WORK INSTRUCTIONS :: Pull out every line with the word "HllUnion" from the entries below.

RECORDS SHOWN ::
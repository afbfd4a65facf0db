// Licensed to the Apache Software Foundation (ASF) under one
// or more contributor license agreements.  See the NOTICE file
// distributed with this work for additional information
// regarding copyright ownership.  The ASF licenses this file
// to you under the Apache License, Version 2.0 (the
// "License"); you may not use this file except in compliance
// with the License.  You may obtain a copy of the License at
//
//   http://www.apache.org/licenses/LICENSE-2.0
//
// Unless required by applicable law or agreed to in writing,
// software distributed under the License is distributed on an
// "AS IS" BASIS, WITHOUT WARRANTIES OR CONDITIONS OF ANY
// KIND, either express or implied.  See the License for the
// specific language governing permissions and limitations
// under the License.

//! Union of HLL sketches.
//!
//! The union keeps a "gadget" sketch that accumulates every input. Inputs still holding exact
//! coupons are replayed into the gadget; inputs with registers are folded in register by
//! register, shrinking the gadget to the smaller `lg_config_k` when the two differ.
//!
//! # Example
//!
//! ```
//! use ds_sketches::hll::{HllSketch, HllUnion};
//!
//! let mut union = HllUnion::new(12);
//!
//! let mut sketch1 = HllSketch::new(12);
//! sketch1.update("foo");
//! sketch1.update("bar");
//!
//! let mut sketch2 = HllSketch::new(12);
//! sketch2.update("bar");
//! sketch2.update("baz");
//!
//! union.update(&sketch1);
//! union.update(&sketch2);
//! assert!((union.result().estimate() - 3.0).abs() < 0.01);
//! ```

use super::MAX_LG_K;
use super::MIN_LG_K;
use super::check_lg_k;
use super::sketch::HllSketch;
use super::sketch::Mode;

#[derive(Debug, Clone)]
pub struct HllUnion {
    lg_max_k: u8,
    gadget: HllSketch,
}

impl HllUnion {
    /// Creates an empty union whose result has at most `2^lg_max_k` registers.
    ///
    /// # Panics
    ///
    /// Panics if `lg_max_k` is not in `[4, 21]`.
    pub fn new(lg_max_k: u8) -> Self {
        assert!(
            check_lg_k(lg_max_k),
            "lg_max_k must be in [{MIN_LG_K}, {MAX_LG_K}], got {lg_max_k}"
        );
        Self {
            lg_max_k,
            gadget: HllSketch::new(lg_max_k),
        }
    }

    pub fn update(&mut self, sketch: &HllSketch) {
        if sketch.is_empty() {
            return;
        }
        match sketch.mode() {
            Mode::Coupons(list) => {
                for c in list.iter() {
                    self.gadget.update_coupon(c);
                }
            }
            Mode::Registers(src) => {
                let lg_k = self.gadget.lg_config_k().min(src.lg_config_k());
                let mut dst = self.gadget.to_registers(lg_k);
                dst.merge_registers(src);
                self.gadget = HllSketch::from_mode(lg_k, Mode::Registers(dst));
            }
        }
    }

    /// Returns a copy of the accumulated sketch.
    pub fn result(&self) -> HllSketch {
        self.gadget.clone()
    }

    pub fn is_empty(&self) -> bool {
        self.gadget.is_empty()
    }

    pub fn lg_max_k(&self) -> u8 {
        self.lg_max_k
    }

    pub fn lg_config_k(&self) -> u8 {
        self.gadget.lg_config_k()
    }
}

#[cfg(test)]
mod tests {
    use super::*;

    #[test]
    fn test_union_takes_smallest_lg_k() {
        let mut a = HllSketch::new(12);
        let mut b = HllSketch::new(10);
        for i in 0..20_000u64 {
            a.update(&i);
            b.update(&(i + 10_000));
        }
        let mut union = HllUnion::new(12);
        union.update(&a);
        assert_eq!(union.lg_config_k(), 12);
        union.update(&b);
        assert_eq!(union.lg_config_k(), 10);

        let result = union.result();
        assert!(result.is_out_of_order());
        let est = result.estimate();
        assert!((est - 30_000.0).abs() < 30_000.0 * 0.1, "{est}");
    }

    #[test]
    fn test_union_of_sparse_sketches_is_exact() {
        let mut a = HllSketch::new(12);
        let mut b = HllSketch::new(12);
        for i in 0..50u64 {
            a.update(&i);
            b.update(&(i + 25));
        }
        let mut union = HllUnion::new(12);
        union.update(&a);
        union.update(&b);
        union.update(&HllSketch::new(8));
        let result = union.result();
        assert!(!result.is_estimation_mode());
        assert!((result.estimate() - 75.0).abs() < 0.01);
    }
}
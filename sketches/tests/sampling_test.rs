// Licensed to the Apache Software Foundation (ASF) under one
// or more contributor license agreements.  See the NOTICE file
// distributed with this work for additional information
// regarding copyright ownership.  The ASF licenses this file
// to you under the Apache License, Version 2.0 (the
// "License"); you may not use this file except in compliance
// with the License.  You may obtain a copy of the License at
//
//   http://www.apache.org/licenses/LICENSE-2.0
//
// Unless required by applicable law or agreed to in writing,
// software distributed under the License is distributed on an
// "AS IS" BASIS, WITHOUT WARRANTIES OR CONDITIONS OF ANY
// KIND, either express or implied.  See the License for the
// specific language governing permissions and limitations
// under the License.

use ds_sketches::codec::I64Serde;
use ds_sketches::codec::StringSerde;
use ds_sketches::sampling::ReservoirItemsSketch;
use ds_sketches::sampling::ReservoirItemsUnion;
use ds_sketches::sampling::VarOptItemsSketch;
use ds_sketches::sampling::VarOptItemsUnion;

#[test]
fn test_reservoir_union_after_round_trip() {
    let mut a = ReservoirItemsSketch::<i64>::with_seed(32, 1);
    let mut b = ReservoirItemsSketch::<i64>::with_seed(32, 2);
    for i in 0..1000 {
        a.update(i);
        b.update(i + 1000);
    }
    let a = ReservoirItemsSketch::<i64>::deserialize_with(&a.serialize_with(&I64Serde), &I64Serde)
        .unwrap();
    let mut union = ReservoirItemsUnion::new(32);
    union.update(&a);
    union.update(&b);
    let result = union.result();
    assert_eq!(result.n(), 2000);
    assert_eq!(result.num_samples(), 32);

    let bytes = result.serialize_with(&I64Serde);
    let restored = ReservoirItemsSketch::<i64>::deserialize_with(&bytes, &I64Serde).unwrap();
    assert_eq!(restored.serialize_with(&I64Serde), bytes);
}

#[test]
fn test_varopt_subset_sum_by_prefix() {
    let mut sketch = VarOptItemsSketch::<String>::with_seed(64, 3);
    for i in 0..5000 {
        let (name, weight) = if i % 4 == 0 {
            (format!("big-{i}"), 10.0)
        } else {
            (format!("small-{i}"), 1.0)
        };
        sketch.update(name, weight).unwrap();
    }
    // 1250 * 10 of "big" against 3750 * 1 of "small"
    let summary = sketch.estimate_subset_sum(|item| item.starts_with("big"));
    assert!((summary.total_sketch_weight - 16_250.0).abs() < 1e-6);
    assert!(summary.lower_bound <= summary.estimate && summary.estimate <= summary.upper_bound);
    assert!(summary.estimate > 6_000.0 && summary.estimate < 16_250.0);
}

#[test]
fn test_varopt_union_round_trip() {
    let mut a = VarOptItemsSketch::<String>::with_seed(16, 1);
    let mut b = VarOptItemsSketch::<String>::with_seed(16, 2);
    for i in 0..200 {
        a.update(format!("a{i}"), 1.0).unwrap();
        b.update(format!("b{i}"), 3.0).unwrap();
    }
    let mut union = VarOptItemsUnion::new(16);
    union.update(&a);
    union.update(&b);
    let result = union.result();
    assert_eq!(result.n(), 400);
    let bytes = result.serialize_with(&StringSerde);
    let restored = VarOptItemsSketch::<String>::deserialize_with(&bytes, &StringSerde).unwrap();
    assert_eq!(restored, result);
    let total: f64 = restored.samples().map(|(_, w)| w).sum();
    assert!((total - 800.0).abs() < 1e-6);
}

TASK SOLUTION ::
//! use ds_sketches::hll::{HllSketch, HllUnion};
//! let mut union = HllUnion::new(12);
pub struct HllUnion {
impl HllUnion {
        let mut union = HllUnion::new(12);
        let mut union = HllUnion::new(12);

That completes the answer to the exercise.